Go line by line through the data and copy those with the word "outbound".
PROVIDED MATERIAL: Begin
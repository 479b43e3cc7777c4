//! Shared helpers for integration tests.
//!
//! Only compiled with the `test-support` feature; the dev-dependency on
//! this crate enables it so integration tests get a fully wired service
//! stack over a throwaway database.

use std::sync::Arc;

use diesel::prelude::*;
use tempfile::TempDir;

use crate::domain::{ClientService, JobService, OrderService, UserService};
use crate::outbound::auth::BcryptPasswordHasher;
use crate::outbound::persistence::{
    DbPool, DieselClientRepository, DieselJobRepository, DieselOrderRepository,
    DieselUserRepository, PoolConfig, run_migrations, schema,
};

/// Row counts across the four tables, for lifecycle assertions.
#[derive(Debug, Clone, Copy, PartialEq, Eq)]
pub struct TableCounts {
    pub users: i64,
    pub clients: i64,
    pub jobs: i64,
    pub orders: i64,
}

/// A wired service stack over a temporary SQLite database.
pub struct TestApp {
    pub users: UserService,
    pub clients: ClientService,
    pub jobs: JobService,
    pub orders: OrderService,
    pub pool: DbPool,
    // Held so the database file outlives the pool.
    _data_dir: TempDir,
}

impl TestApp {
    /// Stand up a fresh database with migrations applied and services
    /// wired against it.
    ///
    /// # Panics
    /// Panics when the database cannot be created; no test can proceed
    /// without it.
    pub fn bootstrap() -> Self {
        // Service logs surface in failing tests when RUST_LOG is set.
        let _ = tracing_subscriber::fmt()
            .with_env_filter(tracing_subscriber::EnvFilter::from_default_env())
            .try_init();

        let data_dir = tempfile::tempdir().expect("create temp dir");
        let db_path = data_dir.path().join("core.sqlite3");
        let pool = PoolConfig::new(db_path.to_string_lossy())
            .with_max_size(2)
            .build()
            .expect("build pool");
        run_migrations(&pool).expect("apply migrations");

        let user_repo = Arc::new(DieselUserRepository::new(pool.clone()));
        let client_repo = Arc::new(DieselClientRepository::new(pool.clone()));
        let job_repo = Arc::new(DieselJobRepository::new(pool.clone()));
        let order_repo = Arc::new(DieselOrderRepository::new(pool.clone()));
        // Minimum bcrypt cost: login-heavy suites should not spend their
        // runtime on key stretching.
        let hasher = Arc::new(BcryptPasswordHasher::with_cost(4));

        Self {
            users: UserService::new(
                user_repo.clone(),
                client_repo.clone(),
                job_repo.clone(),
                order_repo.clone(),
                hasher,
            ),
            clients: ClientService::new(
                client_repo.clone(),
                order_repo.clone(),
                job_repo.clone(),
            ),
            jobs: JobService::new(job_repo.clone(), order_repo.clone(), client_repo.clone()),
            orders: OrderService::new(order_repo, client_repo, job_repo),
            pool,
            _data_dir: data_dir,
        }
    }

    /// Count the rows in every table.
    ///
    /// # Panics
    /// Panics when the database cannot be queried.
    pub fn table_counts(&self) -> TableCounts {
        let mut conn = self.pool.get().expect("checkout connection");
        TableCounts {
            users: schema::users::table
                .count()
                .get_result(&mut conn)
                .expect("count users"),
            clients: schema::clients::table
                .count()
                .get_result(&mut conn)
                .expect("count clients"),
            jobs: schema::jobs::table
                .count()
                .get_result(&mut conn)
                .expect("count jobs"),
            orders: schema::orders::table
                .count()
                .get_result(&mut conn)
                .expect("count orders"),
        }
    }
}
PROVIDED MATERIAL: End
→ **OUTPUT BELOW**
use crate::outbound::auth::BcryptPasswordHasher;
use crate::outbound::persistence::{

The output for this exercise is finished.